Un duca di famiglia illustre, spacciatore delle proprie sostanze, poi delle altrui, menato per sentenza di giudice alla prigione, traversando la popolosa strada di Toledo, cavò di tasca le insegne della setta, le sventolò in alto col braccio e dimandò soccorso ai cugini. L’ottenne; perciocchè innumerevoli carbonari, sguainando i pugnali, liberarono quel disonesto con aperto scherno delle leggi e della giustizia.

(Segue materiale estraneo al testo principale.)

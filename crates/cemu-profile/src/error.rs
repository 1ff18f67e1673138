//! Error types for Cemu profile operations

use std::path::PathBuf;

use meridian_storage::StorageError;
use thiserror::Error;

/// Errors that can occur while reading, writing or managing Cemu profiles
#[derive(Error, Debug)]
pub enum CemuError {
    /// Document root is not `<emulated_controller>`
    #[error("Expected <emulated_controller> root, got <{found}>")]
    UnexpectedRoot {
        /// Root tag actually found
        found: String,
    },

    /// Document is not well-formed XML
    #[error("Malformed profile XML: {0}")]
    MalformedXml(String),

    /// Profile content is out of range
    #[error("Profile validation failed: {0}")]
    Validation(#[from] ValidationError),

    /// Profile name is empty or unusable as a file stem
    #[error("Invalid profile name: {0:?}")]
    InvalidProfileName(String),

    /// Controller slot outside 0..=7
    #[error("Controller slot must be 0-{max}, got {slot}", max = crate::repository::MAX_SLOT)]
    InvalidSlot {
        /// Requested slot
        slot: u32,
    },

    /// Named profile does not exist
    #[error("Profile {name:?} not found at {path}")]
    ProfileNotFound {
        /// Requested profile name
        name: String,
        /// Path that was probed
        path: PathBuf,
    },

    /// Filesystem failure
    #[error(transparent)]
    Storage(#[from] StorageError),

    /// XML writer failure
    #[error("Failed to serialize profile: {0}")]
    Serialize(String),
}

impl CemuError {
    /// True for errors caused by the document structure rather than I/O.
    pub fn is_structural(&self) -> bool {
        matches!(self, Self::UnexpectedRoot { .. } | Self::MalformedXml(_))
    }

    /// Create a profile-not-found error
    pub fn profile_not_found(name: impl Into<String>, path: impl Into<PathBuf>) -> Self {
        Self::ProfileNotFound {
            name: name.into(),
            path: path.into(),
        }
    }
}

/// Range and closed-set violations reported by `validate()`
#[derive(Error, Debug, Clone, PartialEq)]
pub enum ValidationError {
    /// Controller API outside the closed set Cemu understands
    #[error("Unknown controller API {0:?}")]
    UnknownApi(String),

    /// Deadzone outside [0, 1]
    #[error("{group} deadzone must be 0.0-1.0, got {value}")]
    Deadzone {
        /// Axis group name
        group: &'static str,
        /// Offending value
        value: f32,
    },

    /// Range outside (0, 2]
    #[error("{group} range must be >0.0 and <=2.0, got {value}")]
    Range {
        /// Axis group name
        group: &'static str,
        /// Offending value
        value: f32,
    },

    /// Mapping id outside 1..=27
    #[error("mapping id must be 1-{max}, got {id}", max = crate::models::MAX_MAPPING_ID)]
    MappingId {
        /// Offending id
        id: u8,
    },
}

/// Result type for Cemu profile operations
pub type Result<T> = std::result::Result<T, CemuError>;

#[cfg(test)]
mod tests {
    use super::*;

    #[test]
    fn test_structural_classification() {
        assert!(
            CemuError::UnexpectedRoot {
                found: "profile".into()
            }
            .is_structural()
        );
        assert!(CemuError::MalformedXml("eof".into()).is_structural());
        assert!(!CemuError::InvalidSlot { slot: 9 }.is_structural());
    }

    #[test]
    fn test_messages_name_the_problem() {
        let err = CemuError::InvalidSlot { slot: 8 };
        assert_eq!(err.to_string(), "Controller slot must be 0-7, got 8");

        let err = ValidationError::MappingId { id: 30 };
        assert_eq!(err.to_string(), "mapping id must be 1-27, got 30");
    }
}
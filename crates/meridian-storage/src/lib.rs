//! Atomic file persistence for Meridian.
//!
//! Emulators read their configuration files while Meridian rewrites them, so
//! every mutation in this workspace goes through [`write_atomic`]:
//!
//! 1. Write the full content to a temporary file in the destination directory
//! 2. Flush and sync it
//! 3. Rename it over the destination
//!
//! A reader of the destination path sees either the old file or the new one.
//! If any step before the rename fails the temporary file is removed and the
//! destination is left untouched.

#![deny(unsafe_op_in_unsafe_fn, clippy::unwrap_used)]
#![warn(missing_docs, rust_2018_idioms)]

pub mod error;
pub mod storage;

pub use error::StorageError;
pub use storage::{read_optional, read_optional_bytes, remove_if_exists, write_atomic};

/// Result type for storage operations
pub type Result<T> = std::result::Result<T, StorageError>;
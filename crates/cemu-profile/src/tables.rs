//! Logical binding name to Cemu mapping id tables
//!
//! Mapping ids are Cemu's emulated-button ids (1 = A ... 25 = R-stick press
//! on the GamePad layout). The Pro Controller numbers its stick slots
//! differently; that layout is an override table merged over the base table,
//! so supporting another emulated type only means adding its table.

use std::collections::BTreeMap;

use meridian_input::{ControllerType, InputApi};

use crate::correction::{DUALSENSE_DIRECTINPUT, DeviceCorrection};
use crate::models::EmulatedType;

type NameTable = &'static [(&'static str, u8)];
type IdTable = &'static [(u8, &'static str)];

const BASE_BIND_TO_MAPPING: NameTable = &[
    // Face buttons, Nintendo and PlayStation names
    ("a", 1),
    ("b", 2),
    ("x", 3),
    ("y", 4),
    ("cross", 1),
    ("circle", 2),
    ("square", 3),
    ("triangle", 4),
    // Shoulders and triggers
    ("l", 5),
    ("r", 6),
    ("zl", 7),
    ("zr", 8),
    ("lb", 5),
    ("rb", 6),
    ("lt", 7),
    ("rt", 8),
    ("l1", 5),
    ("r1", 6),
    ("l2", 7),
    ("r2", 8),
    ("sl", 5),
    ("sr", 6),
    ("sl_l", 5),
    ("sr_l", 6),
    ("sl_r", 5),
    ("sr_r", 6),
    ("l_zl", 7),
    ("z", 7),
    // Menu
    ("plus", 9),
    ("minus", 10),
    ("home", 11),
    ("start", 9),
    ("back", 10),
    ("guide", 11),
    ("options", 9),
    ("share", 10),
    ("ps", 11),
    ("create", 10),
    ("plus_minus", 9),
    // D-pad
    ("dp_up", 12),
    ("dp_down", 13),
    ("dp_left", 14),
    ("dp_right", 15),
    // Left stick
    ("ls_down", 16),
    ("ls_up", 17),
    ("ls_left", 18),
    ("ls_right", 19),
    ("ls_click", 24),
    ("ls_press", 24),
    ("l3", 24),
    // Right stick
    ("rs_down", 20),
    ("rs_up", 21),
    ("rs_left", 22),
    ("rs_right", 23),
    ("rs_click", 25),
    ("rs_press", 25),
    ("r3", 25),
];

const PRO_BIND_TO_MAPPING: NameTable = &[
    ("ls_click", 16),
    ("ls_press", 16),
    ("l3", 16),
    ("rs_click", 17),
    ("rs_press", 17),
    ("r3", 17),
    ("ls_up", 18),
    ("ls_down", 19),
    ("ls_left", 20),
    ("ls_right", 21),
    ("rs_up", 22),
    ("rs_down", 23),
    ("rs_left", 24),
    ("rs_right", 25),
];

const BASE_MAPPING_TO_BIND: IdTable = &[
    (1, "a"),
    (2, "b"),
    (3, "x"),
    (4, "y"),
    (5, "l"),
    (6, "r"),
    (7, "zl"),
    (8, "zr"),
    (9, "plus"),
    (10, "minus"),
    (11, "home"),
    (12, "dp_up"),
    (13, "dp_down"),
    (14, "dp_left"),
    (15, "dp_right"),
    (16, "ls_down"),
    (17, "ls_up"),
    (18, "ls_left"),
    (19, "ls_right"),
    (20, "rs_down"),
    (21, "rs_up"),
    (22, "rs_left"),
    (23, "rs_right"),
    (24, "ls_click"),
    (25, "rs_click"),
];

const PRO_MAPPING_TO_BIND: IdTable = &[
    (16, "ls_click"),
    (17, "rs_click"),
    (18, "ls_up"),
    (19, "ls_down"),
    (20, "ls_left"),
    (21, "ls_right"),
    (22, "rs_up"),
    (23, "rs_down"),
    (24, "rs_left"),
    (25, "rs_right"),
];

const API_TABLE: &[(InputApi, &str)] = &[
    (InputApi::Auto, "DirectInput"),
    (InputApi::DirectInput, "DirectInput"),
    (InputApi::Sdl, "SDLController"),
    (InputApi::XInput, "XInput"),
    (InputApi::Keyboard, "Keyboard"),
    (InputApi::Dsu, "DSUController"),
];

/// API string used when the launcher API has no entry.
pub const FALLBACK_API: &str = "DirectInput";

const TYPE_TABLE: &[(ControllerType, EmulatedType)] = &[
    (ControllerType::GamePad, EmulatedType::GamePad),
    (ControllerType::ProController, EmulatedType::ProController),
    (ControllerType::ClassicController, EmulatedType::ClassicController),
    (ControllerType::Wiimote, EmulatedType::Wiimote),
];

/// The complete set of lookup tables used by conversion.
#[derive(Debug, Clone, Copy)]
pub struct BindingTables {
    base: NameTable,
    overrides: &'static [(EmulatedType, NameTable)],
    reverse_base: IdTable,
    reverse_overrides: &'static [(EmulatedType, IdTable)],
    corrections: &'static [DeviceCorrection],
}

/// Tables shipped with Meridian.
pub static STANDARD_TABLES: BindingTables = BindingTables {
    base: BASE_BIND_TO_MAPPING,
    overrides: &[(EmulatedType::ProController, PRO_BIND_TO_MAPPING)],
    reverse_base: BASE_MAPPING_TO_BIND,
    reverse_overrides: &[(EmulatedType::ProController, PRO_MAPPING_TO_BIND)],
    corrections: &[DUALSENSE_DIRECTINPUT],
};

impl Default for BindingTables {
    fn default() -> Self {
        STANDARD_TABLES
    }
}

impl BindingTables {
    /// Replace the device correction list.
    #[must_use]
    pub fn with_corrections(mut self, corrections: &'static [DeviceCorrection]) -> Self {
        self.corrections = corrections;
        self
    }

    /// Logical name to mapping id for `emulated_type`; override entries win.
    pub fn forward(&self, emulated_type: EmulatedType) -> BTreeMap<&'static str, u8> {
        let mut table: BTreeMap<_, _> = self.base.iter().copied().collect();
        for (_, overrides) in self.overrides.iter().filter(|(ty, _)| *ty == emulated_type) {
            table.extend(overrides.iter().copied());
        }
        table
    }

    /// Mapping id to canonical logical name for `emulated_type`.
    pub fn reverse(&self, emulated_type: EmulatedType) -> BTreeMap<u8, &'static str> {
        let mut table: BTreeMap<_, _> = self.reverse_base.iter().copied().collect();
        for (_, overrides) in self
            .reverse_overrides
            .iter()
            .filter(|(ty, _)| *ty == emulated_type)
        {
            table.extend(overrides.iter().copied());
        }
        table
    }

    /// First correction covering the device, if any.
    pub fn correction_for(
        &self,
        api: &str,
        emulated_type: EmulatedType,
        device_name: &str,
    ) -> Option<&'static DeviceCorrection> {
        self.corrections
            .iter()
            .find(|c| c.applies_to(api, emulated_type, device_name))
    }
}

/// Cemu API string for a launcher API.
pub fn api_name(api: InputApi) -> &'static str {
    API_TABLE
        .iter()
        .find(|(from, _)| *from == api)
        .map_or(FALLBACK_API, |(_, name)| *name)
}

/// Cemu emulated type for a launcher controller type. Types Cemu has no
/// equivalent for, and an absent type, become the GamePad.
pub fn emulated_type_for(controller_type: Option<ControllerType>) -> EmulatedType {
    controller_type
        .and_then(|ty| TYPE_TABLE.iter().find(|(from, _)| *from == ty))
        .map_or(EmulatedType::GamePad, |(_, to)| *to)
}
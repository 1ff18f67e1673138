//! Eden `[Controls]` inspection

use anyhow::{Context, Result};
use meridian_eden::{ControlSet, read_controls, resolve_config_path};

use crate::commands::ControlsCommands;
use crate::output;

/// Execute controls command
pub fn execute(cmd: &ControlsCommands, json: bool) -> Result<()> {
    match cmd {
        ControlsCommands::Show { eden_dir, player } => {
            let path = resolve_config_path(eden_dir);
            let controls = read_controls(&path)
                .with_context(|| format!("Failed to read {}", path.display()))?;
            let controls = match player {
                Some(index) => player_controls(&controls, *index),
                None => controls,
            };
            output::print_controls(&path, &controls, json);
            Ok(())
        }
    }
}

/// Keys belonging to `player_<index>_`.
fn player_controls(controls: &ControlSet, index: u8) -> ControlSet {
    let prefix = format!("player_{index}_");
    controls
        .iter()
        .filter(|(key, _)| key.starts_with(&prefix))
        .collect()
}
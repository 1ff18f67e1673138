//! meridianctl - Meridian controller configuration CLI
//!
//! Writes emulator controller configuration from a launcher player snapshot
//! and inspects what is already on disk.

#![deny(unused_must_use)]
#![deny(clippy::unwrap_used)]

mod commands;
mod completion;
mod config;
mod error;
mod output;

use std::path::PathBuf;
use std::process::ExitCode;

use anyhow::Result;
use clap::{Parser, Subcommand};
use tracing_subscriber::{EnvFilter, layer::SubscriberExt, util::SubscriberInitExt};

use crate::commands::configure::ConfigureArgs;
use crate::commands::{ControlsCommands, ProfileCommands, SlotCommands};
use crate::config::{CliConfig, Emulator};
use crate::error::exit_status;

#[derive(Parser, Debug)]
#[command(name = "meridianctl")]
#[command(about = "Meridian controller configuration CLI - Write and inspect emulator input settings")]
#[command(version)]
#[command(long_about = "
meridianctl translates the launcher's per-player controller bindings into
Cemu controller profiles and Eden's qt-config.ini, and inspects the results.

Use --json flag for machine-readable output suitable for scripting.
")]
struct Cli {
    /// Output format (human-readable or JSON)
    #[arg(
        long,
        global = true,
        help = "Output in JSON format for machine parsing"
    )]
    json: bool,

    /// Verbose logging
    #[arg(short, long, global = true, action = clap::ArgAction::Count)]
    verbose: u8,

    /// Configuration file
    #[arg(long, global = true, env = "MERIDIAN_CONFIG")]
    config: Option<PathBuf>,

    #[command(subcommand)]
    command: Commands,
}

#[derive(Subcommand, Debug)]
enum Commands {
    /// Write controller configuration for one emulator launch
    Configure {
        /// Target emulator
        #[arg(short, long, value_enum)]
        emulator: Option<Emulator>,
        /// Emulator executable
        #[arg(long)]
        exe: PathBuf,
        /// Player snapshot JSON from the launcher
        #[arg(long)]
        players: PathBuf,
        /// Game being launched, for per-title assignment
        #[arg(long)]
        game: Option<PathBuf>,
    },

    /// Cemu profile commands
    #[command(subcommand)]
    Profile(ProfileCommands),

    /// Cemu controller slot commands
    #[command(subcommand)]
    Slot(SlotCommands),

    /// Eden controls commands
    #[command(subcommand)]
    Controls(ControlsCommands),

    /// Generate shell completion scripts
    Completion {
        /// Shell to generate completion for
        #[arg(value_enum)]
        shell: clap_complete::Shell,
    },
}

fn verbosity_filter(verbose: u8) -> &'static str {
    match verbose {
        0 => "warn",
        1 => "info",
        2 => "debug",
        _ => "trace",
    }
}

/// `RUST_LOG` wins, then the config file's filter unless `-v` was given.
fn log_filter(verbose: u8, config: Option<&CliConfig>) -> EnvFilter {
    if let Ok(filter) = EnvFilter::try_from_default_env() {
        return filter;
    }
    let configured = config
        .and_then(|c| c.log_filter.as_deref())
        .filter(|_| verbose == 0);
    match configured.map(EnvFilter::try_new) {
        Some(Ok(filter)) => filter,
        _ => EnvFilter::new(verbosity_filter(verbose)),
    }
}

fn main() -> ExitCode {
    let cli = Cli::parse();
    let config = CliConfig::load(cli.config.as_deref());

    tracing_subscriber::registry()
        .with(log_filter(cli.verbose, config.as_ref().ok()))
        .with(
            tracing_subscriber::fmt::layer()
                .with_target(false)
                .with_writer(std::io::stderr),
        )
        .init();

    let result = config.and_then(|config| execute_command(&cli, &config));

    match result {
        Ok(()) => ExitCode::SUCCESS,
        Err(e) => {
            if cli.json {
                output::print_error_json(&e);
            } else {
                output::print_error_human(&e);
            }
            ExitCode::from(exit_status(&e).code())
        }
    }
}

fn execute_command(cli: &Cli, config: &CliConfig) -> Result<()> {
    match &cli.command {
        Commands::Configure {
            emulator,
            exe,
            players,
            game,
        } => {
            let args = ConfigureArgs {
                emulator: *emulator,
                exe,
                players,
                game: game.as_deref(),
            };
            commands::configure::execute(&args, config, cli.json)
        }
        Commands::Profile(cmd) => commands::profile::execute(cmd, cli.json),
        Commands::Slot(cmd) => commands::slot::execute(cmd, cli.json),
        Commands::Controls(cmd) => commands::controls::execute(cmd, cli.json),
        Commands::Completion { shell } => {
            completion::generate_completion(*shell);
            Ok(())
        }
    }
}
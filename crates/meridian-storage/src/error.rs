//! Error types for storage operations

use std::path::{Path, PathBuf};
use thiserror::Error;

/// Errors raised while reading or atomically replacing a file
#[derive(Error, Debug)]
pub enum StorageError {
    /// The destination directory could not be created
    #[error("Failed to create directory {path}: {source}")]
    CreateDir {
        /// Directory that could not be created
        path: PathBuf,
        /// Source error
        source: std::io::Error,
    },

    /// Writing the temporary file failed
    #[error("Failed to write temporary file for {path}: {source}")]
    Write {
        /// Final destination of the write
        path: PathBuf,
        /// Source error
        source: std::io::Error,
    },

    /// Renaming the temporary file over the destination failed
    #[error("Failed to replace {path}: {source}")]
    Persist {
        /// Final destination of the write
        path: PathBuf,
        /// Source error
        source: std::io::Error,
    },

    /// Reading an existing file failed
    #[error("Failed to read {path}: {source}")]
    Read {
        /// Path being read
        path: PathBuf,
        /// Source error
        source: std::io::Error,
    },

    /// Removing a file failed
    #[error("Failed to remove {path}: {source}")]
    Remove {
        /// Path being removed
        path: PathBuf,
        /// Source error
        source: std::io::Error,
    },
}

impl StorageError {
    /// Path the failed operation was acting on
    pub fn path(&self) -> &Path {
        match self {
            Self::CreateDir { path, .. }
            | Self::Write { path, .. }
            | Self::Persist { path, .. }
            | Self::Read { path, .. }
            | Self::Remove { path, .. } => path,
        }
    }

    /// Underlying I/O error kind
    pub fn kind(&self) -> std::io::ErrorKind {
        match self {
            Self::CreateDir { source, .. }
            | Self::Write { source, .. }
            | Self::Persist { source, .. }
            | Self::Read { source, .. }
            | Self::Remove { source, .. } => source.kind(),
        }
    }

    pub(crate) fn write(path: &Path, source: std::io::Error) -> Self {
        Self::Write {
            path: path.to_path_buf(),
            source,
        }
    }
}

#[cfg(test)]
mod tests {
    use super::*;

    #[test]
    fn test_error_exposes_path_and_kind() {
        let err = StorageError::Read {
            path: PathBuf::from("/tmp/missing.xml"),
            source: std::io::Error::from(std::io::ErrorKind::NotFound),
        };
        assert_eq!(err.path(), Path::new("/tmp/missing.xml"));
        assert_eq!(err.kind(), std::io::ErrorKind::NotFound);
        assert!(err.to_string().contains("missing.xml"));
    }
}
//! Cemu profile repository commands

use anyhow::{Context, Result};
use meridian_cemu::{ProfileRepository, STANDARD_TABLES, extract_bindings};

use crate::commands::ProfileCommands;
use crate::error::CliError;
use crate::output;

/// Execute profile command
pub fn execute(cmd: &ProfileCommands, json: bool) -> Result<()> {
    match cmd {
        ProfileCommands::List { cemu_dir } => {
            let names = ProfileRepository::new(cemu_dir).list_profiles()?;
            output::print_profile_list(&names, json);
            Ok(())
        }
        ProfileCommands::Show { name, cemu_dir } => {
            let profile = ProfileRepository::new(cemu_dir).load_profile(name)?;
            output::print_profile(&profile, json);
            Ok(())
        }
        ProfileCommands::Bindings { name, cemu_dir } => {
            let profile = ProfileRepository::new(cemu_dir).load_profile(name)?;
            let bindings = extract_bindings(&profile, &STANDARD_TABLES);
            output::print_bindings(name, &bindings, json);
            Ok(())
        }
        ProfileCommands::Import {
            file,
            name,
            cemu_dir,
        } => {
            let profile = ProfileRepository::new(cemu_dir)
                .import_profile(file, name.as_deref())
                .with_context(|| format!("Failed to import {}", file.display()))?;
            output::print_success(
                &format!("Imported profile {}", profile.profile_name),
                json,
            );
            Ok(())
        }
        ProfileCommands::Delete { name, cemu_dir } => {
            if !ProfileRepository::new(cemu_dir).delete_profile(name)? {
                return Err(CliError::ProfileNotFound(name.clone()).into());
            }
            output::print_success(&format!("Deleted profile {name}"), json);
            Ok(())
        }
    }
}
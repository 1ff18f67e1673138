//! Raw binding value notation.
//!
//! The settings UI records every captured input as one of three strings:
//!
//! | Shape | Example |
//! |---|---|
//! | button | `Button 3` |
//! | signed axis | `Axis 1-` |
//! | hat direction | `Hat 0 Up` |
//!
//! Keywords are case-insensitive and any run of whitespace separates tokens.

use core::fmt;

/// Direction of a half-axis binding.
#[derive(Debug, Clone, Copy, PartialEq, Eq, Hash)]
pub enum AxisDirection {
    /// `+`
    Positive,
    /// `-`
    Negative,
}

impl AxisDirection {
    /// The opposite half of the same axis.
    pub fn flipped(self) -> Self {
        match self {
            Self::Positive => Self::Negative,
            Self::Negative => Self::Positive,
        }
    }

    /// `'+'` or `'-'`.
    pub fn symbol(self) -> char {
        match self {
            Self::Positive => '+',
            Self::Negative => '-',
        }
    }

    fn from_symbol(symbol: char) -> Option<Self> {
        match symbol {
            '+' => Some(Self::Positive),
            '-' => Some(Self::Negative),
            _ => None,
        }
    }
}

/// One of the four cardinal hat directions.
#[derive(Debug, Clone, Copy, PartialEq, Eq, Hash, PartialOrd, Ord)]
pub enum HatDirection {
    /// Up
    Up,
    /// Down
    Down,
    /// Left
    Left,
    /// Right
    Right,
}

impl HatDirection {
    /// All directions in Up, Down, Left, Right order.
    pub const ALL: [HatDirection; 4] = [Self::Up, Self::Down, Self::Left, Self::Right];

    /// Capitalised label used in the raw notation.
    pub fn label(self) -> &'static str {
        match self {
            Self::Up => "Up",
            Self::Down => "Down",
            Self::Left => "Left",
            Self::Right => "Right",
        }
    }

    /// Case-insensitive parse of a direction label.
    pub fn from_label(label: &str) -> Option<Self> {
        Self::ALL
            .into_iter()
            .find(|dir| dir.label().eq_ignore_ascii_case(label))
    }
}

/// A decoded raw binding value.
#[derive(Debug, Clone, Copy, PartialEq, Eq, Hash)]
pub enum RawBinding {
    /// `Button <n>`
    Button(u32),
    /// `Axis <n><+|->`
    Axis {
        /// Axis index
        index: u32,
        /// Half of the axis that triggers the binding
        direction: AxisDirection,
    },
    /// `Hat <n> <Up|Down|Left|Right>`
    Hat {
        /// Hat index
        index: u32,
        /// Direction on that hat
        direction: HatDirection,
    },
}

impl RawBinding {
    /// Parse one of the three raw shapes.
    ///
    /// Returns `None` for anything else, including the placeholder values
    /// accepted by [`is_unbound_value`].
    pub fn parse(value: &str) -> Option<Self> {
        let mut tokens = value.split_whitespace();
        let keyword = tokens.next()?;
        let first = tokens.next()?;
        let second = tokens.next();
        if tokens.next().is_some() {
            return None;
        }

        if keyword.eq_ignore_ascii_case("button") {
            if second.is_some() {
                return None;
            }
            return parse_digits(first).map(Self::Button);
        }

        if keyword.eq_ignore_ascii_case("axis") {
            if second.is_some() {
                return None;
            }
            let symbol = first.chars().next_back()?;
            let direction = AxisDirection::from_symbol(symbol)?;
            let index = parse_digits(first.strip_suffix(symbol)?)?;
            return Some(Self::Axis { index, direction });
        }

        if keyword.eq_ignore_ascii_case("hat") {
            let index = parse_digits(first)?;
            let direction = HatDirection::from_label(second?)?;
            return Some(Self::Hat { index, direction });
        }

        None
    }
}

impl fmt::Display for RawBinding {
    fn fmt(&self, f: &mut fmt::Formatter<'_>) -> fmt::Result {
        match self {
            Self::Button(n) => write!(f, "Button {n}"),
            Self::Axis { index, direction } => write!(f, "Axis {index}{}", direction.symbol()),
            Self::Hat { index, direction } => write!(f, "Hat {index} {}", direction.label()),
        }
    }
}

/// True for the values the UI stores when a control has no physical input:
/// empty, `None`, or a motion source (`Gyro`, `Motion`).
pub fn is_unbound_value(value: &str) -> bool {
    let value = value.trim();
    value.is_empty()
        || ["none", "gyro", "motion"]
            .iter()
            .any(|placeholder| value.eq_ignore_ascii_case(placeholder))
}

fn parse_digits(token: &str) -> Option<u32> {
    if token.is_empty() || !token.bytes().all(|b| b.is_ascii_digit()) {
        return None;
    }
    token.parse().ok()
}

E misfatti peggiori commettevano tutto di uomini di mala fama e audacissimi, che ora in un loco della città, ora in un altro, più spesso nel campo Marzio, adunavano il popolo armato, trattavano di governo per concioni; e le sentenze più infeste alla quiete pubblica erano le meglio accette. Quegli stessi nelle notturne adunanze, per malvagità o sospetto, lanciavano contro i più alti dello stato accuse e minacce; che non antica fama, non presente virtù, non grado. non decoro, era scudo agli onesti cittadini. La carboneria, egli è vero, non aveva macchia di sangue, e non delitti, usati nei civili sconvolgimenti; ma soprammodo spargeva timori e afflizioni.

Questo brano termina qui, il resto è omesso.